Chapter 4. Machine Learning and Deep Learning
Machine learning (ML) and deep learning (DL) have emerged as viable technologies for helping organizations progress from deep analytics to predictive analytics by discovering actionable insights in the data. ML/DL models crunch massive datasets and automatically uncover the patterns, anomalies, and relationships needed to make more impactful, data-driven decisions.
But deploying ML within the enterprise presents some challenges. To help overcome these and achieve the full promise of ML, we can use technologies like GPU databases with hardware acceleration, in-memory data management, distributed computing, and integrated open source ML frameworks such as TensorFlow to deliver simpler, converged, and more turnkey solutions.
ML applications have become even easier to implement with the advent of user-defined functions (UDFs). UDFs are able to receive filtered data, perform arbitrary computations, and save the output to a separate table—all in real time on a single database platform. This simplifies and accelerates the entire ML pipeline by unifying the three key processes—data generation, model training, and model serving (as shown in Figure 4-1)—in a single solution that takes advantage of the GPU’s massively parallel processing power to deliver the performance needed.

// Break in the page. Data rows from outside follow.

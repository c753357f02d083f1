//! Diagnostics reported while compiling a panel.
//!
//! Nothing in a panel file aborts the compile. Every problem becomes a
//! [`Diagnostic`] carrying enough location data to be fixed on its own.

use serde::{Deserialize, Serialize};
use std::fmt;

/// How serious a diagnostic is.
#[derive(Debug, Clone, Copy, PartialEq, Eq, PartialOrd, Ord, Serialize, Deserialize)]
pub enum Severity {
    /// Logged for information only
    Information,
    /// Something was ignored or clamped
    Warning,
    /// Something was skipped
    Error,
}

/// Which stage of the compile raised the diagnostic.
#[derive(Debug, Clone, Copy, PartialEq, Eq, Serialize, Deserialize)]
pub enum DiagnosticKind {
    /// A single key/value was malformed; the field keeps its default
    Field,
    /// A required field is missing after the section was read; the element is skipped
    Element,
    /// A referenced image does not exist; the element needing it is skipped
    Resource,
    /// The file preamble is not understood
    Format,
}

/// Where in the panel file a diagnostic points.
#[derive(Debug, Clone, Default, PartialEq, Serialize, Deserialize)]
pub struct SourceLocation {
    /// Panel file name as given to the compile
    pub file: String,
    /// Section name without brackets
    pub section: Option<String>,
    /// Key as written in the file
    pub key: Option<String>,
    /// 1-based
    pub line: Option<usize>,
}

impl SourceLocation {
    /// Location in `file`, narrowed by the builders below.
    pub fn file(file: impl Into<String>) -> Self {
        Self {
            file: file.into(),
            ..Default::default()
        }
    }

    /// Narrow to a section.
    pub fn section(mut self, section: impl Into<String>) -> Self {
        self.section = Some(section.into());
        self
    }

    /// Narrow to a key.
    pub fn key(mut self, key: impl Into<String>) -> Self {
        self.key = Some(key.into());
        self
    }

    /// Point at a 1-based line.
    pub fn line(mut self, line: usize) -> Self {
        self.line = Some(line);
        self
    }
}

impl fmt::Display for SourceLocation {
    fn fmt(&self, f: &mut fmt::Formatter<'_>) -> fmt::Result {
        if let Some(key) = &self.key {
            write!(f, "in {} ", key)?;
        }
        if let Some(section) = &self.section {
            write!(f, "in [{}] ", section)?;
        }
        if let Some(line) = self.line {
            write!(f, "at line {} ", line)?;
        }
        write!(f, "in {}", self.file)
    }
}

/// A single compile diagnostic.
#[derive(Debug, Clone, PartialEq, Serialize, Deserialize)]
pub struct Diagnostic {
    /// How serious it is
    pub severity: Severity,
    /// Critical diagnostics are shown to the user even when logging is quiet
    pub critical: bool,
    /// Stage that raised it
    pub kind: DiagnosticKind,
    /// Human-readable text
    pub message: String,
    /// Where it points
    pub location: SourceLocation,
}

impl Diagnostic {
    /// A malformed value; the field keeps its default.
    pub fn field(message: impl Into<String>, location: SourceLocation) -> Self {
        Self {
            severity: Severity::Error,
            critical: false,
            kind: DiagnosticKind::Field,
            message: message.into(),
            location,
        }
    }

    /// A section that cannot produce its element.
    pub fn element(message: impl Into<String>, location: SourceLocation) -> Self {
        Self {
            severity: Severity::Error,
            critical: false,
            kind: DiagnosticKind::Element,
            message: message.into(),
            location,
        }
    }

    /// A missing image. Always critical.
    pub fn resource(message: impl Into<String>, location: SourceLocation) -> Self {
        Self {
            severity: Severity::Error,
            critical: true,
            kind: DiagnosticKind::Resource,
            message: message.into(),
            location,
        }
    }

    /// An unsupported file preamble.
    pub fn format(message: impl Into<String>, location: SourceLocation) -> Self {
        Self {
            severity: Severity::Error,
            critical: false,
            kind: DiagnosticKind::Format,
            message: message.into(),
            location,
        }
    }

    /// Downgrade to a warning.
    pub fn warning(mut self) -> Self {
        self.severity = Severity::Warning;
        self
    }
}

impl fmt::Display for Diagnostic {
    fn fmt(&self, f: &mut fmt::Formatter<'_>) -> fmt::Result {
        write!(f, "{} {}", self.message, self.location)
    }
}

#[cfg(test)]
mod tests {
    use super::*;

    #[test]
    fn test_display_includes_location() {
        let loc = SourceLocation::file("panel2.cfg")
            .section("Needle")
            .key("Radius")
            .line(12);
        let diag = Diagnostic::field("ValueInPixels is invalid", loc);
        assert_eq!(
            diag.to_string(),
            "ValueInPixels is invalid in Radius in [Needle] at line 12 in panel2.cfg"
        );
    }

    #[test]
    fn test_resource_is_critical() {
        let diag = Diagnostic::resource("missing", SourceLocation::file("panel.cfg"));
        assert!(diag.critical);
        assert_eq!(diag.kind, DiagnosticKind::Resource);
        assert_eq!(diag.to_string(), "missing in panel.cfg");
    }
}
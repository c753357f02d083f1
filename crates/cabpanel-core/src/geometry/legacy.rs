//! Fixed 480×440 panel space of `panel.cfg`.

use glam::{DVec2, DVec3};

use super::{PanelRect, PanelSpace, ViewportState};

/// Authoring frame of a legacy panel.
#[derive(Debug, Clone, Copy, PartialEq)]
pub struct LegacyFrame {
    /// Top of the background image, in frame pixels
    pub semi_height: f64,
    /// World width of the frame at the panel distance
    pub world_width: f64,
    /// World height of the frame
    pub world_height: f64,
    /// World X of the frame's left edge
    pub world_left: f64,
    /// World Y of the frame's top edge
    pub world_top: f64,
}

impl LegacyFrame {
    /// Frame width in pixels.
    pub const WIDTH: f64 = 480.0;
    /// Frame height in pixels.
    pub const HEIGHT: f64 = 440.0;

    /// Frame centred on the driver, sized to the viewport.
    pub fn new(viewport: &ViewportState, driver: DVec3) -> Self {
        let world = viewport.world_size(Self::WIDTH / Self::HEIGHT);
        Self {
            semi_height: 240.0,
            world_width: world.x,
            world_height: world.y,
            world_left: driver.x - 0.5 * world.x,
            world_top: driver.y + 0.5 * world.y,
        }
    }

    /// Place the background: it sits on the bottom edge of the frame.
    pub fn with_background_height(mut self, height: f64) -> Self {
        self.semi_height = Self::HEIGHT - height;
        self
    }

    fn to_world(&self, px: f64, py: f64) -> DVec2 {
        DVec2::new(
            self.world_left + self.world_width * px / Self::WIDTH,
            self.world_top - self.world_height * py / Self::HEIGHT,
        )
    }
}

/// [`PanelSpace`] of a legacy panel.
#[derive(Debug, Clone, Copy)]
pub struct LegacySpace {
    /// Frame the pixel coordinates refer to
    pub frame: LegacyFrame,
    /// Driver eye position relative to the car
    pub driver: DVec3,
}

impl PanelSpace for LegacySpace {
    fn project(&self, rect: &PanelRect) -> (DVec2, DVec2) {
        (
            self.frame.to_world(rect.left, rect.top),
            self.frame
                .to_world(rect.left + rect.width, rect.top + rect.height),
        )
    }

    fn driver(&self) -> DVec3 {
        self.driver
    }
}

#[cfg(test)]
mod tests {
    use super::*;

    #[test]
    fn test_frame_spans_world() {
        let viewport = ViewportState::from_vertical_fov(4.0 / 3.0, 45.0);
        let driver = DVec3::new(0.5, 1.0, 0.0);
        let frame = LegacyFrame::new(&viewport, driver);
        let space = LegacySpace { frame, driver };

        let (p0, p1) = space.project(&PanelRect::new(0.0, 0.0, 480.0, 440.0));
        assert!((p0.x - (driver.x - 0.5 * frame.world_width)).abs() < 1e-12);
        assert!((p1.x - (driver.x + 0.5 * frame.world_width)).abs() < 1e-12);
        assert!(((p0.y + p1.y) * 0.5 - driver.y).abs() < 1e-12);
    }

    #[test]
    fn test_background_height_moves_semi_height() {
        let frame = LegacyFrame::new(&ViewportState::default(), DVec3::ZERO);
        assert_eq!(frame.semi_height, 240.0);
        assert_eq!(frame.with_background_height(300.0).semi_height, 140.0);
    }

    #[test]
    fn test_centred_pivot_is_symmetric() {
        let driver = DVec3::new(0.0, 1.0, 0.0);
        let space = LegacySpace {
            frame: LegacyFrame::new(&ViewportState::default(), driver),
            driver,
        };
        let quad = space.compile_quad(
            &PanelRect::new(10.0, 20.0, 30.0, 40.0),
            DVec2::splat(0.5),
            0.0,
        );
        let sum = quad
            .vertices
            .iter()
            .fold(DVec3::ZERO, |acc, v| acc + v.position);
        assert!(sum.length() < 1e-12);
    }
}
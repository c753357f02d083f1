//! # CabPanel Core Library
//!
//! Compiles train cab panel configuration files into positioned, textured and
//! animated panel elements.

#![warn(missing_docs)]
#![cfg_attr(docsrs, feature(doc_cfg))]

//!
//! This library provides:
//! - Section/key-value panel file parsing (`panel2.cfg` and legacy `panel.cfg`)
//! - Panel-space to eye-space quad geometry and camera restriction
//! - Instrument builders (needles, lamps, digit strips, LED sweeps, ...)
//! - Subject name to postfix expression translation
//!
//! ## Example
//!
//! ```rust,ignore
//! use cabpanel_core::prelude::*;
//!
//! let options = CompileOptions::default();
//! let source = PanelSource::from_file("train/panel2.cfg", options.encoding)?;
//!
//! let mut textures = ImageHeaderTextures::default();
//! let files = DiskFiles::new(&options.compatibility_folder);
//! let mut sections = CarSections::new(1);
//! let mut log = DiagnosticLog::default();
//! let mut signal = CancelFlag::default();
//!
//! let mut ctx = LoadContext {
//!     textures: &mut textures,
//!     files: &files,
//!     sink: &mut sections,
//!     diagnostics: &mut log,
//!     signal: &mut signal,
//! };
//! let outcome = compile_panel(&source, &options, &mut ctx);
//! println!("{} elements", outcome.elements_added);
//! ```

pub mod cfg;
pub mod diagnostics;
pub mod element;
pub mod geometry;
pub mod host;
pub mod options;
pub mod panel;
pub mod subject;

/// Re-export commonly used types
pub mod prelude {
    pub use crate::cfg::{PanelError, PanelSource, TextEncoding};
    pub use crate::diagnostics::{Diagnostic, DiagnosticKind, Severity};
    pub use crate::element::{ElementKind, ElementState, ElementStep, PanelElement};
    pub use crate::geometry::{CameraRestriction, PanelCalibration, ViewportState};
    pub use crate::host::{
        CancelFlag, CarSections, DiagnosticLog, DiagnosticSink, DiskFiles, ElementSink,
        FileLocator, ImageHeaderTextures, LoadContext, LoadSignal, TextureProvider,
    };
    pub use crate::options::{BrakeHandle, CompileOptions, TrainInfo};
    pub use crate::panel::{compile_panel, compile_panel_as, locate_panel, PanelFormat, PanelOutcome};
    pub use crate::subject::SubjectTranslator;
}

/// Library version
pub const VERSION: &str = env!("CARGO_PKG_VERSION");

Data Generation involves acquiring, saving, and preparing datasets to train machine learning models. GPU databases offer advantages in all three data generation tasks:
For data acquisition, connectors for data-in-motion and at-rest with high-speed ingest make it easier to acquire millions of rows of data across disparate systems in seconds
For data persistence, the ability to store and manage multistructured data types in a single GPU database makes all text, images, spatial and time–series data easily accessible to ML/DL applications
For data preparation, the ability to achieve millisecond response times using popular languages like SQL, C++, Java, and Python makes it easier to explore even the most massive datasets
Model training is the most resource-intensive step in the ML pipeline, making it the biggest potential bottleneck. GPU databases with UDFs offer the performance needed to support plug-in custom code and open source ML libraries, such as TensorFlow, Caffe, Torch, and MXNet, for in-line model training. GPU databases maximize performance in three ways:
Acceleration—Massively parallel processing makes GPUs well-suited for compute-intensive model training workloads on large datasets; this eliminates the need for data sampling and expensive, resource-intensive tuning, and makes it possible to achieve a performance improvement of 100 times on commodity hardware
Distributed, scale-out architecture—Clustered GPU databases distribute data across multiple database shards enabling parallelized model training for better performance; a scale-out architecture makes it easy to add nodes on demand to improve performance and capacity
Vector and matrix operations—GPU databases use purpose-built, in-memory data structures and processing optimization to take full advantage of the parallelization available in modern GPUs to deliver an order of magnitude performance improvement on the vector and matrix operations that are common in ML workloads
Model Serving benefits from the ability to operationalize ML by bundling the ML framework(s) and deploying the models in the same GPU database used for data generation and model training, as depicted in Figure 4-2. With such unification, models can be assessed in-line for faster scoring and more accurate predictions.
GPU databases unify data with compute and model management to enable data exploration and preparation at any scale. GPU databases also accelerate model training, facilitate model deployment in production and make it easier to manage the model lifecycle to simplify the core workflows of any ML endeavor.